A Prayer of Response
God, thank you for making me clean not because of what I do or where I come from, but because of what you’ve done in Christ. Forgive me for the times I’ve treated others as less than you see them. Help me to see people the way you do - loved, chosen, and welcome. Give me courage to cross the lines I’ve drawn and to live like the gospel is for everyone, especially those I’m tempted to keep at a distance.
Related Scriptures & Concepts
Immediate Context
Acts 10:11-14
Describes Peter’s vision of the sheet descending from heaven, setting the stage for God’s declaration in verse 15.
Acts 10:16
Confirms the vision’s repetition and prepares Peter for the arrival of Cornelius’s messengers, showing divine timing.

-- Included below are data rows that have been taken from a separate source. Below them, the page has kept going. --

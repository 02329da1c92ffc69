//! Sequential fold over a collection of inputs, re-expressed as a
//! sequence threading a reserved accumulator binding.

use std::sync::Arc;

use crate::error::StepError;
use crate::machine::FsmSpec;
use crate::sequence::SequenceBuilder;
use crate::steps::Pattern;
use crate::value::{Env, Value};

/// The per-scope accumulator binding. Not part of the public surface;
/// user patterns never collide with it.
const ACC: &str = "%acc";

/// Fold `inputs` through `f`, one operation at a time.
///
/// Step *i* calls `f(acc, inputs[i])` to obtain the step's
/// specification; on success the step's result becomes the new
/// accumulator. The compound completes with the final accumulator, or
/// with `init` when `inputs` is empty. A failing step short-circuits
/// with its reason, like any sequence.
pub fn reduce<F>(
    f: F,
    init: impl Into<Value>,
    inputs: impl IntoIterator<Item = impl Into<Value>>,
) -> FsmSpec
where
    F: Fn(&Value, &Value) -> Result<FsmSpec, StepError> + Send + Sync + 'static,
{
    let f = Arc::new(f);
    let mut builder = SequenceBuilder::named("reduce").seed(ACC, init);
    for (i, input) in inputs.into_iter().enumerate() {
        let f = Arc::clone(&f);
        let input = input.into();
        builder = builder.step(
            Pattern::name(ACC),
            format!("reduce[{i}]"),
            move |env: &Env| f(&env.lookup(ACC), &input),
        );
    }
    builder.result_of(ACC)
}
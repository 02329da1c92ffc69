//! Step records and the binding comprehension surface.
//!
//! A sequence is a list of [`StepRecord`]s. Each record carries a
//! constructor closure (env in, child specification out), a capture
//! [`Pattern`] for the step's result, the cumulative set of names bound
//! after the step, and a debug rendering of the source expression.
//!
//! The [`dofsm!`](crate::dofsm) macro compiles the surface binding form
//! down to these records: previously bound names become `Value` locals
//! inside each step expression, and the final `=>` expression computes
//! the compound result.

use std::fmt;
use std::sync::Arc;

use crate::error::StepError;
use crate::machine::FsmSpec;
use crate::value::{Env, Value};

/// Constructs a step's child specification from the bindings visible so
/// far.
pub type SpecFn = Arc<dyn Fn(&Env) -> Result<FsmSpec, StepError> + Send + Sync>;

/// Computes a sequence's overall result from its final env.
pub type ResultFn = Arc<dyn Fn(&Env) -> Result<Value, StepError> + Send + Sync>;

/// Typed destructuring descriptor for a step's capture.
#[derive(Debug, Clone, PartialEq)]
pub enum Pattern {
    /// Discard the step's result.
    Ignore,
    /// Bind the whole result to one name.
    Bind(String),
    /// Destructure a list result element-wise.
    Tuple(Vec<Pattern>),
}

impl Pattern {
    /// A single-name binding.
    pub fn name(name: impl Into<String>) -> Self {
        Pattern::Bind(name.into())
    }

    /// A list destructuring.
    pub fn tuple(patterns: impl IntoIterator<Item = Pattern>) -> Self {
        Pattern::Tuple(patterns.into_iter().collect())
    }

    /// Names this pattern introduces, in source order.
    pub fn names(&self) -> Vec<String> {
        let mut out = Vec::new();
        self.collect_names(&mut out);
        out
    }

    fn collect_names(&self, out: &mut Vec<String>) {
        match self {
            Pattern::Ignore => {}
            Pattern::Bind(name) => out.push(name.clone()),
            Pattern::Tuple(patterns) => {
                for p in patterns {
                    p.collect_names(out);
                }
            }
        }
    }

    /// Apply the pattern: produce the env extended with this step's
    /// bindings. Rebinding shadows.
    pub fn capture(&self, env: &Env, value: Value) -> Result<Env, StepError> {
        let mut next = env.clone();
        self.capture_into(&mut next, value)?;
        Ok(next)
    }

    fn capture_into(&self, env: &mut Env, value: Value) -> Result<(), StepError> {
        match self {
            Pattern::Ignore => Ok(()),
            Pattern::Bind(name) => {
                env.bind(name.clone(), value);
                Ok(())
            }
            Pattern::Tuple(patterns) => match value {
                Value::List(items) if items.len() == patterns.len() => {
                    for (p, item) in patterns.iter().zip(items) {
                        p.capture_into(env, item)?;
                    }
                    Ok(())
                }
                other => Err(StepError::Capture {
                    pattern: self.to_string(),
                    value: other.to_string(),
                }),
            },
        }
    }
}

impl fmt::Display for Pattern {
    fn fmt(&self, f: &mut fmt::Formatter<'_>) -> fmt::Result {
        match self {
            Pattern::Ignore => write!(f, "_"),
            Pattern::Bind(name) => write!(f, "{name}"),
            Pattern::Tuple(patterns) => {
                write!(f, "(")?;
                for (i, p) in patterns.iter().enumerate() {
                    if i > 0 {
                        write!(f, ", ")?;
                    }
                    write!(f, "{p}")?;
                }
                write!(f, ")")
            }
        }
    }
}

/// One binding of a sequence comprehension.
#[derive(Clone)]
pub struct StepRecord {
    /// Constructs the step's child specification against the current env.
    pub f: SpecFn,
    /// Capture pattern for the step's result.
    pub pattern: Pattern,
    /// All names visible after this step, cumulative in source order.
    pub syms: Arc<[String]>,
    /// Debug name of the source expression.
    pub op_sym: String,
}

impl fmt::Debug for StepRecord {
    fn fmt(&self, f: &mut fmt::Formatter<'_>) -> fmt::Result {
        f.debug_struct("StepRecord")
            .field("pattern", &self.pattern)
            .field("syms", &self.syms)
            .field("op_sym", &self.op_sym)
            .finish_non_exhaustive()
    }
}

/// Sequential binding comprehension.
///
/// Expands to a [`SequenceBuilder`](crate::SequenceBuilder) chain. Each
/// step is `pattern <= spec_expr;` where `pattern` is `_`, a name, or a
/// parenthesized name tuple, and `spec_expr` evaluates to an
/// [`FsmSpec`](crate::FsmSpec) with every previously bound name in scope
/// as a [`Value`](crate::Value). The trailing `=> expr` computes the
/// overall result.
///
/// ```
/// use fsmop::{dofsm, operate, result, Outcome, Value};
///
/// # tokio_test::block_on(async {
/// let spec = dofsm! { add_one,
///     x <= result(1);
///     y <= result(x.as_int().unwrap_or(0) + 1);
///     => y
/// };
/// let op = operate(spec);
/// assert_eq!(op.wait().await, Outcome::Completed(Value::Int(2)));
/// # });
/// ```
#[macro_export]
macro_rules! dofsm {
    ($name:ident , $($rest:tt)+) => {
        $crate::__dofsm!(@step [$crate::SequenceBuilder::named(stringify!($name))] [] $($rest)+)
    };
}

#[doc(hidden)]
#[macro_export]
macro_rules! __dofsm {
    // Final result expression.
    (@step [$builder:expr] [$($bound:ident)*] => $result:expr $(;)?) => {
        $builder.result(move |env: &$crate::Env| {
            let _ = env;
            $(let $bound = env.lookup(stringify!($bound)); let _ = &$bound;)*
            ::core::result::Result::Ok($crate::Value::from($result))
        })
    };
    // Discarding step.
    (@step [$builder:expr] [$($bound:ident)*] _ <= $spec:expr ; $($rest:tt)+) => {
        $crate::__dofsm!(@step
            [$builder.step($crate::Pattern::Ignore, stringify!($spec), move |env: &$crate::Env| {
                let _ = env;
                $(let $bound = env.lookup(stringify!($bound)); let _ = &$bound;)*
                ::core::result::Result::Ok($spec)
            })]
            [$($bound)*]
            $($rest)+
        )
    };
    // Tuple-destructuring step.
    (@step [$builder:expr] [$($bound:ident)*] ($($var:ident),+) <= $spec:expr ; $($rest:tt)+) => {
        $crate::__dofsm!(@step
            [$builder.step(
                $crate::Pattern::tuple([$($crate::Pattern::name(stringify!($var))),+]),
                stringify!($spec),
                move |env: &$crate::Env| {
                    let _ = env;
                    $(let $bound = env.lookup(stringify!($bound)); let _ = &$bound;)*
                    ::core::result::Result::Ok($spec)
                },
            )]
            [$($bound)* $($var)+]
            $($rest)+
        )
    };
    // Single-name step.
    (@step [$builder:expr] [$($bound:ident)*] $var:ident <= $spec:expr ; $($rest:tt)+) => {
        $crate::__dofsm!(@step
            [$builder.step($crate::Pattern::name(stringify!($var)), stringify!($spec), move |env: &$crate::Env| {
                let _ = env;
                $(let $bound = env.lookup(stringify!($bound)); let _ = &$bound;)*
                ::core::result::Result::Ok($spec)
            })]
            [$($bound)* $var]
            $($rest)+
        )
    };
}
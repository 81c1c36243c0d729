//! Operator commands typed on stdin.

use thiserror::Error;
use tokio::io::{AsyncBufReadExt, BufReader};
use tokio_util::sync::CancellationToken;

use lib_dashboard::dashboard::filters::CUSTOM_RANGE;
use lib_dashboard::{Command, ControllerHandle, FilterControls};

pub const HELP: &str = "commands: refresh | ack <id> | note <id> <text> | range <preset> | range custom <from> <to> \
| severity <level>|any | type <event_type>|any | ip <addr>|any | clear | help | quit";

#[derive(Debug, Clone, PartialEq, Eq)]
pub enum ConsoleCommand {
    Refresh,
    Ack(i64),
    Note(i64, String),
    Range(String),
    CustomRange { from: String, to: String },
    Severity(Option<String>),
    EventType(Option<String>),
    SourceIp(Option<String>),
    Clear,
    Help,
    Quit,
}

#[derive(Debug, Error, PartialEq, Eq)]
pub enum CommandError {
    #[error("unknown command '{0}'")]
    Unknown(String),
    #[error("usage: {0}")]
    Usage(&'static str),
    #[error("'{0}' is not a valid alert id")]
    BadId(String),
}

fn optional(value: &str) -> Option<String> {
    match value {
        "" | "any" | "all" => None,
        v => Some(v.to_string()),
    }
}

fn alert_id(raw: Option<&str>, usage: &'static str) -> Result<i64, CommandError> {
    let raw = raw.ok_or(CommandError::Usage(usage))?;
    raw.parse::<i64>().map_err(|_| CommandError::BadId(raw.to_string()))
}

impl ConsoleCommand {
    pub fn parse(line: &str) -> Result<Self, CommandError> {
        let line = line.trim();
        let (verb, rest) = match line.split_once(char::is_whitespace) {
            Some((verb, rest)) => (verb, rest.trim()),
            None => (line, ""),
        };

        match verb.to_lowercase().as_str() {
            "refresh" | "r" => Ok(ConsoleCommand::Refresh),
            "ack" => Ok(ConsoleCommand::Ack(alert_id(
                rest.split_whitespace().next(),
                "ack <id>",
            )?)),
            "note" => {
                let (id, text) = rest.split_once(char::is_whitespace).unwrap_or((rest, ""));
                let id = alert_id(Some(id).filter(|s| !s.is_empty()), "note <id> <text>")?;
                let text = text.trim();
                if text.is_empty() {
                    return Err(CommandError::Usage("note <id> <text>"));
                }
                Ok(ConsoleCommand::Note(id, text.to_string()))
            }
            "range" => {
                let parts: Vec<&str> = rest.split_whitespace().collect();
                match parts.as_slice() {
                    [c, from, to] if *c == CUSTOM_RANGE => Ok(ConsoleCommand::CustomRange {
                        from: from.to_string(),
                        to: to.to_string(),
                    }),
                    [c, from] if *c == CUSTOM_RANGE => Ok(ConsoleCommand::CustomRange {
                        from: from.to_string(),
                        to: String::new(),
                    }),
                    [preset] if *preset != CUSTOM_RANGE => Ok(ConsoleCommand::Range(preset.to_string())),
                    _ => Err(CommandError::Usage("range <preset> | range custom <from> [<to>]")),
                }
            }
            "severity" | "sev" => Ok(ConsoleCommand::Severity(optional(rest))),
            "type" => Ok(ConsoleCommand::EventType(optional(rest))),
            "ip" => Ok(ConsoleCommand::SourceIp(optional(rest))),
            "clear" => Ok(ConsoleCommand::Clear),
            "help" | "?" => Ok(ConsoleCommand::Help),
            "quit" | "exit" | "q" => Ok(ConsoleCommand::Quit),
            other => Err(CommandError::Unknown(other.to_string())),
        }
    }

    /// The controller command this maps to, updating `controls` for filter edits.
    /// `clear` restores `initial`, the controls the console started with.
    pub fn to_controller(self, controls: &mut FilterControls, initial: &FilterControls) -> Option<Command> {
        match self {
            ConsoleCommand::Refresh => Some(Command::Resync),
            ConsoleCommand::Ack(id) => Some(Command::Acknowledge(id)),
            ConsoleCommand::Note(alert_id, note) => Some(Command::AddNote { alert_id, note }),
            ConsoleCommand::Range(preset) => {
                controls.time_range = preset;
                controls.range_from.clear();
                controls.range_to.clear();
                Some(Command::SetControls(controls.clone()))
            }
            ConsoleCommand::CustomRange { from, to } => {
                controls.time_range = CUSTOM_RANGE.to_string();
                controls.range_from = from;
                controls.range_to = to;
                Some(Command::SetControls(controls.clone()))
            }
            ConsoleCommand::Severity(level) => {
                controls.severity = level.unwrap_or_default();
                Some(Command::SetControls(controls.clone()))
            }
            ConsoleCommand::EventType(event_type) => {
                controls.event_type = event_type.unwrap_or_default();
                Some(Command::SetControls(controls.clone()))
            }
            ConsoleCommand::SourceIp(ip) => {
                controls.source_ip = ip.unwrap_or_default();
                Some(Command::SetControls(controls.clone()))
            }
            ConsoleCommand::Clear => {
                *controls = initial.clone();
                Some(Command::SetControls(controls.clone()))
            }
            ConsoleCommand::Help | ConsoleCommand::Quit => None,
        }
    }
}

/// Reads commands from stdin until `quit`, end of input or cancellation.
/// `quit` cancels `cancel` so the rest of the program shuts down too.
pub async fn read_commands(controller: ControllerHandle, initial: FilterControls, cancel: CancellationToken) {
    let mut controls = initial.clone();
    let mut lines = BufReader::new(tokio::io::stdin()).lines();
    println!("{}", HELP);

    loop {
        let line = tokio::select! {
            _ = cancel.cancelled() => return,
            line = lines.next_line() => line,
        };
        let line = match line {
            Ok(Some(line)) => line,
            Ok(None) => {
                log::info!("stdin closed; commands disabled.");
                return;
            }
            Err(e) => {
                log::error!("Failed to read command: {}", e);
                return;
            }
        };
        if line.trim().is_empty() {
            continue;
        }

        match ConsoleCommand::parse(&line) {
            Ok(ConsoleCommand::Quit) => {
                log::info!("Quit requested from the console.");
                cancel.cancel();
                return;
            }
            Ok(ConsoleCommand::Help) => println!("{}", HELP),
            Ok(command) => {
                log::debug!("Console command: {:?}", command);
                if let Some(command) = command.to_controller(&mut controls, &initial) {
                    if !controller.send(command) {
                        return;
                    }
                }
            }
            Err(e) => println!("{}", e),
        }
    }
}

Connections Across Scripture
Mark 7:18-19
Jesus redefines purity, teaching that defilement comes from the heart, not external things - echoing Acts 10:15’s spiritual shift.
Galatians 3:28
Paul declares unity in Christ beyond ethnic divisions, showing the ongoing impact of God’s inclusive call in Acts 10.
Ephesians 2:14-16
Reveals God’s eternal plan for Gentile inclusion, reinforcing the vision’s significance in redemptive history.